Alzheimers patients with carers. Source: Flickr: Senior Guidance Alzheimers patients with carers. Source: Flickr: Senior Guidance

Behind the rising death toll lies a care system hanging by a thread, says care worker Victor Davis

The mounting death toll in care homes, largely unreported by this government, has been one of a number of appalling scandals around how they have handled the coronavirus crisis.  Having finally factored these deaths into the official data, the government now reports a figure of over 26,000 deaths from coronavirus. 

But numbers come nowhere near conveying the scale of the crisis, since an estimated two-thirds of all care homes have reported coronavirus cases, with some homes losing as many as a quarter of their residents to the disease.  Another home reported that three-quarters of its residents were showing symptoms. The persistent lack of testing means that the true size of this scandal could still be largely hidden.

The 14,700 home tests made available on Wednesday, which ran out within 90 minutes, is yet another case of too-little-too-late.

Around 400,000 people live in care homes in the UK, 100,000 of whom could potentially die from the virus according to modelling reported by the Financial Times.  The social care workforce in Britain is over 1 million, and the availability of appropriate PPE is no better than it is in the NHS.  The staffing shortages which already exist in many care homes is also being exacerbated by the need to self-isolate even with the slightest symptoms, or simply by staff refusing to turn up for work for fear of their own lives, as is reportedly happening in one home in the North East.

Those who live in care homes and other similar support services include not just elderly residents, but people with learning difficulties which, in many cases, exist alongside an array of other underlying conditions.  Both these groups are very susceptible to infection even at the best of times, and they can decline very quickly when hit with a serious illness.  

The negligence in failing to provide such a vulnerable population with the protections they need can only be described as criminal.

PHE’s medical director, Prof Yvonne Doyle says “I think there are possibly more fundamental and structural issues about how care homes are run in an epidemic.” But I would argue that it goes deeper than that.  Care services in the UK have been left at the mercy of the private sector for decades, and this has left the care profession in an almost permanent state of crisis.  Privatisation is so deeply embedded in the care system that in many cases service users are astonishingly referred to as ‘customers’ – as if they are shoppers picking out their favourite brand of soap, rather than vulnerable people who rely on essential support to get from one day to the next.

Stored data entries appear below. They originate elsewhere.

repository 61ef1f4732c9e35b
//! Common, shared types.

pub mod layers;
pub mod state;
pub mod tunables;

#[cfg(test)]
pub mod test_utils;
//! Feature plugins.

use bevy::prelude::*;

pub mod colliders;
pub mod core;
pub mod enemies;
pub mod events;
pub mod input;
pub mod movement;
pub mod physics;
pub mod player;
pub mod scoring;
pub mod weapons;

// Render-only
pub mod camera;

/// Register gameplay plugins that work in headless tests.
pub fn register_gameplay(app: &mut App) {
    core::plugin(app);
    physics::plugin(app);
    input::plugin(app);
    movement::plugin(app);
    weapons::plugin(app);
    colliders::plugin(app);
    enemies::plugin(app);
    player::plugin(app);
    scoring::plugin(app);
}

/// Register render-only plugins (requires DefaultPlugins / render infra).
pub fn register_render(app: &mut App) {
    camera::plugin(app);
}

/// Register all plugins (full app).
pub fn register_all(app: &mut App) {
    register_gameplay(app);
    register_render(app);
}
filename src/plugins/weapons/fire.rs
//! The fire system: intent in, activated bullets out.

use avian2d::prelude::*;
use bevy::prelude::*;

use crate::plugins::colliders::LifeState;
use crate::plugins::input::Intent;

use super::components::{BulletLife, BulletState, PooledBullet, Weapon};
use super::pool::active_bullet_layers;

/// Fire every ready weapon whose owner wants to shoot.
///
/// Per weapon and tick, at most one bullet: the cooldown must have reached
/// `fire_interval` and resets to zero on firing. A saturated pool drops the
/// shot silently — that is the backpressure policy, not an error.
///
/// The two queries both touch `Transform`; disjointness is encoded with
/// `With`/`Without<PooledBullet>` filters (ships are never pool members).
pub fn fire_weapons(
    time: Res<Time<Fixed>>,
    mut q_ships: Query<
        (&Intent, &Transform, &LifeState, &mut Weapon),
        Without<PooledBullet>,
    >,
    mut q_bullets: Query<
        (
            &mut BulletState,
            &mut Transform,
            &mut LinearVelocity,
            &mut Visibility,
            &mut CollisionLayers,
            &mut BulletLife,
        ),
        With<PooledBullet>,
    >,
) {
    let dt = time.delta_secs();

    for (intent, ship_tf, life, mut weapon) in &mut q_ships {
        if !life.is_active() {
            continue;
        }

        weapon.tick(dt);
        if !intent.shoot || !weapon.ready() {
            continue;
        }

        let Some(bullet) = weapon.pop_free() else {
            // Pool saturated: drop the shot, keep the cooldown running so the
            // next free slot can be used immediately.
            continue;
        };

        let (mut state, mut tf, mut vel, mut vis, mut layers, mut bullet_life) = q_bullets
            .get_mut(bullet)
            .expect("weapon free list contained an entity missing pooled bullet components");

        let dir = if weapon.tuning.flip_y { -1.0 } else { 1.0 };
        let muzzle = ship_tf.translation.truncate() + Vec2::new(0.0, weapon.tuning.spawn_offset);

        *state = BulletState::Active;
        tf.translation = muzzle.extend(2.0);
        vel.0 = Vec2::new(0.0, dir * weapon.tuning.projectile_speed);
        *vis = Visibility::Visible;
        *layers = active_bullet_layers(weapon.kind);
        bullet_life.reset();

        weapon.reset_cooldown();
    }
}
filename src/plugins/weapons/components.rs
use bevy::prelude::*;

use crate::common::tunables::WeaponTuning;

/// Which side fired the bullet. Decides collision layers, and thereby who
/// the bullet can hit.
#[derive(Debug, Clone, Copy, PartialEq, Eq)]
pub enum BulletKind {
    Player,
    Enemy,
}

/// A ship's weapon: fire-rate gate plus an owned pool of pooled bullets.
///
/// The free list is touched by exactly two systems — the fire system pops,
/// the return commit pushes — so pool mutation never needs coordination.
#[derive(Component, Debug)]
pub struct Weapon {
    pub kind: BulletKind,
    pub tuning: WeaponTuning,
    /// Seconds accumulated since the last shot.
    cooldown: f32,
    /// Inactive bullets owned by this weapon.
    free: Vec<Entity>,
}

impl Weapon {
    pub fn new(kind: BulletKind, tuning: WeaponTuning) -> Self {
        Self {
            kind,
            tuning,
            cooldown: 0.0,
            free: Vec::with_capacity(tuning.capacity),
        }
    }

    /// Advance the cooldown clock.
    #[inline]
    pub fn tick(&mut self, dt: f32) {
        self.cooldown += dt;
    }

    /// At least `fire_interval` has elapsed since the last shot.
    #[inline]
    pub fn ready(&self) -> bool {
        self.cooldown >= self.tuning.fire_interval
    }

    /// Restart the interval, on firing or on respawn of the owning ship.
    #[inline]
    pub fn reset_cooldown(&mut self) {
        self.cooldown = 0.0;
    }

    #[inline]
    pub fn pop_free(&mut self) -> Option<Entity> {
        self.free.pop()
    }

    #[inline]
    pub fn push_free(&mut self, bullet: Entity) {
        debug_assert!(
            self.free.len() < self.tuning.capacity,
            "weapon free list grew past its pool capacity"
        );
        self.free.push(bullet);
    }

    #[inline]
    pub fn free_count(&self) -> usize {
        self.free.len()
    }
}

/// Marker for pool members, carrying the non-owning back-reference to the
/// weapon that owns the slot.
#[derive(Component, Debug, Clone, Copy)]
pub struct PooledBullet {
    pub weapon: Entity,
}

#[derive(Component, Debug, Clone, Copy, PartialEq, Eq, Default)]
pub enum BulletState {
    #[default]
    Inactive,
    Active,
    PendingReturn,
}

impl BulletState {
    /// Take the bullet out of play. The return commit recycles it into its
    /// weapon's free list at the end of the tick.
    #[inline]
    pub fn retire(&mut self) {
        *self = Self::PendingReturn;
    }
}

/// Self-expiry clock, restarted on every activation.
#[derive(Component, Deref, DerefMut)]
pub struct BulletLife(pub Timer);
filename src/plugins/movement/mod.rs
//! Movement: project intent onto velocity, one axis per component.
//!
//! `HorizontalMovement` and `VerticalMovement` are independently attachable;
//! a ship with both has full 2-D control, a fighter carries only the vertical
//! one. Each system writes exactly its own axis of `LinearVelocity`, so the
//! two never fight over the vector.
//!
//! These are pure per-frame projections: no internal state beyond the
//! configured speed, and contradictory intent (both flags set) resolves to a
//! standstill on that axis.

use avian2d::prelude::*;
use bevy::prelude::*;

use crate::common::state::GameState;
use crate::plugins::colliders::LifeState;
use crate::plugins::input::{self, Intent};

/// Drive the X axis of `LinearVelocity` from `Intent::left` / `Intent::right`.
#[derive(Component, Debug, Clone, Copy)]
pub struct HorizontalMovement {
    pub speed: f32,
}

/// Drive the Y axis of `LinearVelocity` from `Intent::up` / `Intent::down`.
#[derive(Component, Debug, Clone, Copy)]
pub struct VerticalMovement {
    pub speed: f32,
}

pub fn plugin(app: &mut App) {
    // Intent first, then movement: both axes read this frame's signal.
    app.add_systems(
        FixedUpdate,
        (apply_horizontal, apply_vertical)
            .after(input::scout_steer)
            .run_if(in_state(GameState::InGame)),
    );
}

#[inline]
fn axis(negative: bool, positive: bool, speed: f32) -> f32 {
    match (negative, positive) {
        (true, false) => -speed,
        (false, true) => speed,
        // Neither or both: hold still on this axis.
        _ => 0.0,
    }
}

pub fn apply_horizontal(
    mut q: Query<(&Intent, &HorizontalMovement, &LifeState, &mut LinearVelocity)>,
) {
    for (intent, movement, life, mut vel) in &mut q {
        if !life.is_active() {
            continue;
        }
        vel.x = axis(intent.left, intent.right, movement.speed);
    }
}

pub fn apply_vertical(
    mut q: Query<(&Intent, &VerticalMovement, &LifeState, &mut LinearVelocity)>,
) {
    for (intent, movement, life, mut vel) in &mut q {
        if !life.is_active() {
            continue;
        }
        vel.y = axis(intent.down, intent.up, movement.speed);
    }
}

This has always been unsustainable.  It seems hardly a year goes by these days without another story of turmoil for vulnerable residents because the business providing their care has either run into financial trouble or has collapsed altogether, as in the cases of Carillion and Southern Cross.

The popularity of the NHS is due to a widespread belief that the provision of care to the sick is an essential service that should never, for one second, be determined by profit margins.  The same ought to be true for the provision of care for the elderly and disabled. No little green badge will change the fact that Britain’s social care system is in the hands of a chaotic array of private providers who often compete with one another at the expense of the vulnerable people who rely on them and the staff who work for them.  As Ken Loach argued in last week’s People’s Assembly meeting, care services should be integrated into the NHS and run as a service for public need, not private profit.

Most people who have worked on a social care front line will also tell you about the incredibly high staff turnover.  The poor pay, the lack of secure hours and the stressful conditions, due to understaffing and lack of resources, mean that many care staff find it hard to consider the job as a long-term option and soon move on – a scenario not unfamiliar to many teachers who have dropped out of their profession.  

This, of course, exacerbates staffing shortages in care homes, which is often filled by staff provided by agencies – again for profit. Not only is the constant change in faces unsettling for those being cared for, but also increases the risk of infection, since agency staff often have to work across multiple services.

A recent training session on barrier nursing in one home did not tell staff anything they didn’t already know about infection control and appeared to be simply an exercise in covering the company’s back. This sort of box-ticking is not good enough.

When the staff asked about visors, they were simply told there were ‘none available’. Then that very same day, delivery was arranged on the initiative of one staff member of some visors which, apparently, had been made in a local school!

The systemic failure of provision this highlights has been a problem for many years in the care sector, but now it is having fatal consequences.

A cause for optimism comes from the initiatives of ordinary people to support and protect each other. But, as well as championing what people are doing, we should continue to shine a light on what the government and private companies are not doing. It ought to be time, finally, for unions to take measures to organise care workers and lead a fightback.

Thursday night’s People’s Assembly meeting at 7 pm will focus on the crisis in social care, followed by the weekly clap for carers at 8 pm. But, as Julie Hesmondhalgh says, we should also ‘roar with rage’.